His comments complicated negotiations, some Democrats said.
“I continue to be optimistic that on the spending side, there are pathways toward closing the remaining gaps,” said Sen. Chris Coons (D-Del.). “But I recognize that Sen. Manchin’s just made a comment that made some of the revenue side” more complex, he added. “There are several options in terms of revenue that could be promising.”
What’s more, Manchin continued to throw cold water on health care and paid leave proposals, citing the debt and deficit as reason enough to hold the line on creating new spending programs. Sen. Elizabeth Warren (D-Mass.) said that “it’s not looking good” for paid leave.
“I am truly, absolutely concerned about the deficit of our country. almost $29 trillion. I’m concerned about the insolvency of the trust funds. In good conscience, I have a hard time increasing, basically, benefits,” Manchin said. “I’ve been very clear. To expand social programs, when you have trust funds that aren’t solvent … can’t explain that. It doesn’t make sense to me.”
Democrats are more confident about climate subsidies and universal pre-K making it into in the package, along with an extension of the Child Tax Credit. But it all comes down to where Manchin and Sinema fall — and whether the rest of the party’s thin majorities go along with Biden’s dealmaking. Chairmen of the Senate’s climate-related committees will meet again on Wednesday afternoon, according to Democratic sources.
Passing the $550 billion bipartisan infrastructure bill will require a furious whipping operation in the House, where many progressives are still demanding more than just a framework from Biden on the safety net plan. Some want to see a Senate vote on the bill, an implausible scenario. But senior Democrats privately hope they can win over enough liberals with a deal that would allow them to pass the bill.
In a private caucus meeting Wednesday, Pelosi insisted the two bills would not have to be voted on at the same time, despite calls from the left flank to do so.
“I don’t want to get any impression that there was any promise these two would go together.
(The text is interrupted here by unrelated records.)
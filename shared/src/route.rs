//! 路由定义模块 - 领域模型
//!
//! 纯粹的路由表，不依赖于 DOM 或 web_sys。
//! 应用由三棵相互独立的路由树组成（公共/EV 车主、企业、管理员/CVA），
//! 外加少量共享的免认证页面（条款、隐私）。每棵树末尾都有兜底重定向。

use std::collections::BTreeMap;
use std::fmt::Display;

use crate::client::{decode_component, encode_component};
use crate::session::Role;

// =========================================================
// 子应用
// =========================================================

#[derive(Debug, Clone, Copy, PartialEq, Eq, Hash)]
pub enum SubApp {
    /// 公共门户与 EV 车主
    Public,
    /// 企业控制台（无统一前缀，共用公共登录）
    Company,
    Admin,
    Cva,
    /// 条款、隐私等共享页面
    Shared,
}

impl SubApp {
    /// 未认证时的重定向目标
    pub fn login_route(&self) -> AppRoute {
        match self {
            SubApp::Admin => AppRoute::AdminLogin,
            SubApp::Cva => AppRoute::CvaLogin,
            SubApp::Public | SubApp::Company | SubApp::Shared => AppRoute::Login,
        }
    }

    /// 兜底路由
    pub fn default_route(&self) -> AppRoute {
        match self {
            SubApp::Admin => AppRoute::AdminDashboard,
            SubApp::Cva => AppRoute::CvaDashboard,
            SubApp::Company => AppRoute::CompanyDashboard,
            SubApp::Public | SubApp::Shared => AppRoute::Home,
        }
    }

    /// 根据路径前缀判断未匹配路径所属的路由树
    fn for_unmatched(path: &str) -> SubApp {
        if path == "/admin" || path.starts_with("/admin/") {
            SubApp::Admin
        } else if path == "/cva" || path.starts_with("/cva/") {
            SubApp::Cva
        } else {
            SubApp::Public
        }
    }
}

impl Role {
    /// 角色主页（权限不足时的静默重定向目标）
    pub fn home_route(&self) -> AppRoute {
        match self {
            Role::EvOwner => AppRoute::Wallet,
            Role::User => AppRoute::Marketplace,
            Role::Company => AppRoute::CompanyDashboard,
            Role::Admin => AppRoute::AdminDashboard,
            Role::Cva => AppRoute::CvaDashboard,
        }
    }
}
At least I wasn’t part of that,” Pelosi said, according to Democrats in the room.
But Pelosi’s comments now run counter to her stance earlier this year when she insisted the House wouldn’t vote on the infrastructure bill “until the Senate passes the bipartisan bill and a reconciliation bill.” And just last month, Pelosi blew past a promise she’d made to moderates to vote on the infrastructure bill by Sept. 27 after it became clear progressives wouldn’t support the plan.
The shifting strategy illustrates how nimble Democratic leaders have had to be in recent months as they try to keep a delicate coalition of moderates and progressives together on both key planks of Biden’s domestic agenda — the $550 billion infrastructure bill and the much larger social spending package.
Without action on infrastructure, both chambers would need to quickly clear a stopgap for federal highway programs, which expire on Oct. 31.
Caitlin Emma contributed to this report.